Si dedica una attenzione speciale alle comunità più piccole dove la memoria della guerra dà luogo solo a sentimenti negativi, offrendo l’aspetto positivo della conoscenza di persone fuori del proprio gruppo.
– il progetto ‘Pro Futuro’ rivolto a vittime della guerra e figli di vittime della guerra, tra cui prigionieri di guerra, internati nei campi, persone che hanno subito pulizia etnica, soldati che hanno combattuto da minorenni.
L’obiettivo è offrire un luogo per essere ascoltati, per capire quali sono i propri diritti, e per progettare insieme un futuro più giusto.
Il progetto offre assistenza psicosociale per promuovere il reinserimento nella società per molti che si sentono abbandonati.
Un’attività di questo progetto è stata la mostra e la pubblicazione di una serie di ritratti fotografici (opera di un fotografo anche lui vittima di guerra) di vittime che, raccontando le proprie sofferenze, si impegnano per il superamento di ogni guerra.
– progetto ‘Youth for peace’, il cui obiettivo è mettere insieme la memoria del passato di ciascuno dei giovani coinvolti.
Per molti si tratta di condividere il racconto tra persone i cui padri si sono combattuti e a volte anche uccisi, per superare i traumi e poter dire ad altri che questo percorso è possibile. Il progetto (curato da Caritah BiH) è attivo da 9 anni. Per questi giovani che arrivano a raccontarsi le proprie ferite e a costruire un rapporto di fiducia reciproca, la difficoltà più grande è superare quell’odio ‘silenzioso’ insito nella società attuale, piuttosto che rispetto alla guerra di 30 anni fa.

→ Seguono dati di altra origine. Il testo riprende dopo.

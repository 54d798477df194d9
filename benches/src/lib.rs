/// Issue a policy key for each flat `n`-of-`n` policy in `$sizes` along with an attribute key
/// exactly satisfying it
#[macro_export]
macro_rules! setup_cp_abs {
    ($group: ty, $rng: ident, $sizes: ident, $params: ident, $universe: ident, $policies_range: ident, $attributes_range: ident, $policy_keys_range: ident, $attribute_keys_range: ident) => {
        // Hardcoding policy sizes. This should ideally be taken/updated from command line input
        let $sizes = [2, 4, 8, 16, 32, 64];
        let $params = SystemParams::<$group>::new(&mut $rng);
        let $universe = AttributeUniverse::<$group>::new();
        let ($policies_range, $attributes_range): (Vec<_>, Vec<_>) = $sizes
            .iter()
            .map(|n| test_utils::policies::flat_policy(*n, *n))
            .unzip();
        let $policy_keys_range = $policies_range
            .iter()
            .map(|p| PolicyKey::generate(&mut $rng, &$params, &$universe, p).unwrap())
            .collect::<Vec<_>>();
        let $attribute_keys_range = $attributes_range
            .iter()
            .map(|a| AttributeKey::extract(&mut $rng, &$params, &$universe, a).unwrap())
            .collect::<Vec<_>>();
    };
}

– Infine la Caritas italiana gestisce anche il ‘Social Corner’ (una sorta di socializzazione e ricreazione) in due campi per i migranti della ‘rotta balcanica’.
I campi sono allestiti dalla Organizzazione Internazionale delle Migrazioni e accolgono, in uno i gruppi familiari e i minori non accompagnati (400 nei gruppi familiari e 120 minori), nell’altro gli uomini soli (qui c’è un rapido turn-over, in una settimana sono arrivati in 1235 e sono partiti in 1131).
Da qualche mese chi parte non ritorna, mentre in passato molti erano coloro che, respinti anche con violenze, tornavano.
Ci sono persone di 29 nazionalità, molti afgani, pachistani, iraniani .
In generale non c’è ostilità delle comunità locali verso i migranti.
Nei prossimi giorni l’associazione deciderà i prossimi passi da realizzare.